Suppose you are in the state |0> and you apply this operation twice in succession and measure, you would get |1>. However if you apply it once, then measure, then apply it again you would get |0> half of the time and |1> half of the time.
This is analog to interference in the double slit experiment.
-----------------------------------

I understand how you would mathematically apply the 45 degree rotation matrix "twice in succession" it would simply be R*R*|0> = |1>

But, how do you *mathematically* "apply it once, then measure, then apply it again" ?

Thanks
-Nate

 

[SpectraCat]

I pasted a paragraph from http://ocw.mit.edu/courses/electrical-engineering-and-computer-science/6-845-quantum-complexity-theory-fall-2010/lecture-notes/MIT6_845F10_lec02.pdf" below.

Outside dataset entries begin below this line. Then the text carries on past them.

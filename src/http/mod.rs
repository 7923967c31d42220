//! HTTP model and rendering subsystem.
//!
//! # Data Flow
//! ```text
//! EventAdapter / local server
//!     → request.rs (Request: lowercase headers, correlation id)
//!     → [dispatch produces a Response]
//!     → response.rs (Response, ResponseHandle defaults)
//!     → render.rs (ResponseEnvelope: base64 for binary, JSON encoder)
//!     → Host envelope, or server.rs turns it back into HTTP
//! ```

pub mod render;
pub mod request;
pub mod response;
pub mod server;

pub use render::{CompactJson, EnvelopeFormat, JsonEncoder, PrettyJson, ResponseEnvelope, ResponseRenderer};
pub use request::{Request, RequestBuilder, X_REQUEST_ID};
pub use response::{Content, Response, ResponseHandle};
pub use server::HttpServer;
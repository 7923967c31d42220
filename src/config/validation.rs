//! Configuration validation.
//!
//! # Responsibilities
//! - Semantic validation (serde handles syntactic)
//! - Validate value ranges (timeouts > 0, concurrency >= 1)
//! - Check the local runner address parses
//!
//! # Design Decisions
//! - Returns all validation errors, not just first
//! - Validation is pure function: RuntimeConfig → Result<(), Vec<ValidationError>>
//! - Runs before config is accepted into the system

use std::net::SocketAddr;

use thiserror::Error;

use crate::config::schema::RuntimeConfig;

/// A single semantic problem in a configuration.
#[derive(Debug, Clone, PartialEq, Eq, Error)]
#[error("{field}: {message}")]
pub struct ValidationError {
    pub field: &'static str,
    pub message: String,
}

impl ValidationError {
    fn new(field: &'static str, message: impl Into<String>) -> Self {
        Self {
            field,
            message: message.into(),
        }
    }
}

/// Validate a configuration, collecting every problem found.
pub fn validate_config(config: &RuntimeConfig) -> Result<(), Vec<ValidationError>> {
    let mut errors = Vec::new();

    let settings = &config.settings;
    for (field, value) in [
        ("settings.function_timeout_secs", settings.function_timeout_secs),
        ("settings.connection_timeout_secs", settings.connection_timeout_secs),
        ("settings.read_timeout_secs", settings.read_timeout_secs),
    ] {
        if value == 0 {
            errors.push(ValidationError::new(field, "must be greater than zero"));
        }
    }

    if config.batch.concurrency == 0 {
        errors.push(ValidationError::new("batch.concurrency", "must be at least 1"));
    }

    if config.server.bind_address.parse::<SocketAddr>().is_err() {
        errors.push(ValidationError::new(
            "server.bind_address",
            format!("invalid socket address '{}'", config.server.bind_address),
        ));
    }

    if config.server.max_body_bytes == 0 {
        errors.push(ValidationError::new("server.max_body_bytes", "must be greater than zero"));
    }

    if matches!(config.server_id.as_deref(), Some(id) if id.trim().is_empty()) {
        errors.push(ValidationError::new("server_id", "must not be blank"));
    }

    if errors.is_empty() {
        Ok(())
    } else {
        Err(errors)
    }
}
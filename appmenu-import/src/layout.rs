// SPDX-License-Identifier: LGPL-3.0-only
//! Decoded remote layout snapshots.

use indexmap::IndexMap;

use appmenu_core::{MenuError, Variant};

/// Type signature of one layout node on the wire.
pub const LAYOUT_SIGNATURE: &str = "(ia{sv}av)";

/// Properties requested with every layout fetch.
pub const PROPERTY_FILTER: &[&str] = &[
    "accessible-desc",
    "children-display",
    "disposition",
    "enabled",
    "icon-data",
    "icon-name",
    "label",
    "shortcut",
    "toggle-type",
    "toggle-state",
    "type",
    "visible",
];

/// One node of a remote layout: `(id, properties, children)`.
#[derive(Debug, Clone, PartialEq, Default)]
pub struct LayoutNode {
    pub id: i32,
    pub properties: IndexMap<String, Variant>,
    pub children: Vec<LayoutNode>,
}

impl LayoutNode {
    pub fn new(id: i32) -> Self {
        Self {
            id,
            ..Default::default()
        }
    }

    /// Builder-style property setter.
    pub fn with(mut self, key: &str, value: impl Into<Variant>) -> Self {
        self.properties.insert(key.to_string(), value.into());
        self
    }

    /// Builder-style child append.
    pub fn child(mut self, child: LayoutNode) -> Self {
        self.children.push(child);
        self
    }

    pub fn property(&self, key: &str) -> Option<&Variant> {
        self.properties.get(key)
    }

    /// Encode the node back into its `(ia{sv}av)` form.
    pub fn to_variant(&self) -> Variant {
        Variant::Tuple(vec![
            Variant::Int32(self.id),
            Variant::Dict(self.properties.clone()),
            Variant::Array(
                self.children
                    .iter()
                    .map(|child| Variant::boxed(child.to_variant()))
                    .collect(),
            ),
        ])
    }
}

/// Decode a fetched layout.
///
/// Fails with [`MenuError::LayoutShape`] when the value, or any nested child,
/// is not a `(ia{sv}av)` tuple.
pub fn parse_layout(value: &Variant) -> Result<LayoutNode, MenuError> {
    let shape_error = || MenuError::LayoutShape {
        expected: LAYOUT_SIGNATURE.to_string(),
        found: value.type_string(),
    };

    let Variant::Tuple(fields) = value.unboxed() else {
        return Err(shape_error());
    };
    let [Variant::Int32(id), Variant::Dict(properties), Variant::Array(children)] = fields.as_slice() else {
        return Err(shape_error());
    };

    let children = children
        .iter()
        .map(parse_layout)
        .collect::<Result<Vec<_>, _>>()?;

    Ok(LayoutNode {
        id: *id,
        properties: properties.clone(),
        children,
    })
}

#[cfg(test)]
mod tests {
    use super::*;

    #[test]
    fn test_parse_nested_layout() {
        let root = LayoutNode::new(0)
            .with("children-display", "submenu")
            .child(LayoutNode::new(1).with("label", "_File"))
            .child(LayoutNode::new(2).with("type", "separator"));

        let parsed = parse_layout(&root.to_variant()).unwrap();
        assert_eq!(parsed.children.len(), 2);
        assert_eq!(parsed.children[0].property("label").and_then(Variant::as_str), Some("_File"));
        assert_eq!(parsed, root);
    }

    #[test]
    fn test_reject_wrong_shape() {
        let err = parse_layout(&Variant::Tuple(vec![Variant::from("0"), Variant::from(true)])).unwrap_err();
        assert_eq!(
            err,
            MenuError::LayoutShape {
                expected: LAYOUT_SIGNATURE.to_string(),
                found: "(sb)".to_string(),
            }
        );
    }

    #[test]
    fn test_reject_malformed_child() {
        let layout = Variant::Tuple(vec![
            Variant::Int32(0),
            Variant::Dict(IndexMap::new()),
            Variant::Array(vec![Variant::boxed(Variant::Int32(7))]),
        ]);
        assert!(matches!(parse_layout(&layout), Err(MenuError::LayoutShape { .. })));
    }
}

------------------------------
Consider the following matrix which represents a 45◦ counter clock wise rotation in the plane

| 1/√2 −1/√2 |
| 1/√2 1/√2 |

Suppose you are in the state |0> and you apply this operation twice in succession and measure, you would get |1>. However if you apply it once, then measure, then apply it again you would get |0> half of the time and |1> half of the time.
This is analog to interference in the double slit experiment.
-----------------------------------

I understand how you would mathematically apply the 45 degree rotation matrix "twice in succession" it would simply be R*R*|0> = |1>

But, how do you *mathematically* "apply it once, then measure, then apply it again" ?

Thanks
-Nate

The only thing I can think of is that the author of the quote was trying to emphasize that applying the rotation twice with a measurement in between is effectively the same as applying it once. I say this because the first rotation will put the system in a 50-50 superposition of |0> and |1>, so a measurement of that system will "collapse" the wavefunction to EITHER |0> OR |1>. Then you are back where you started and the 45º rotation on the resulting state will again put you in the 50-50 superposition.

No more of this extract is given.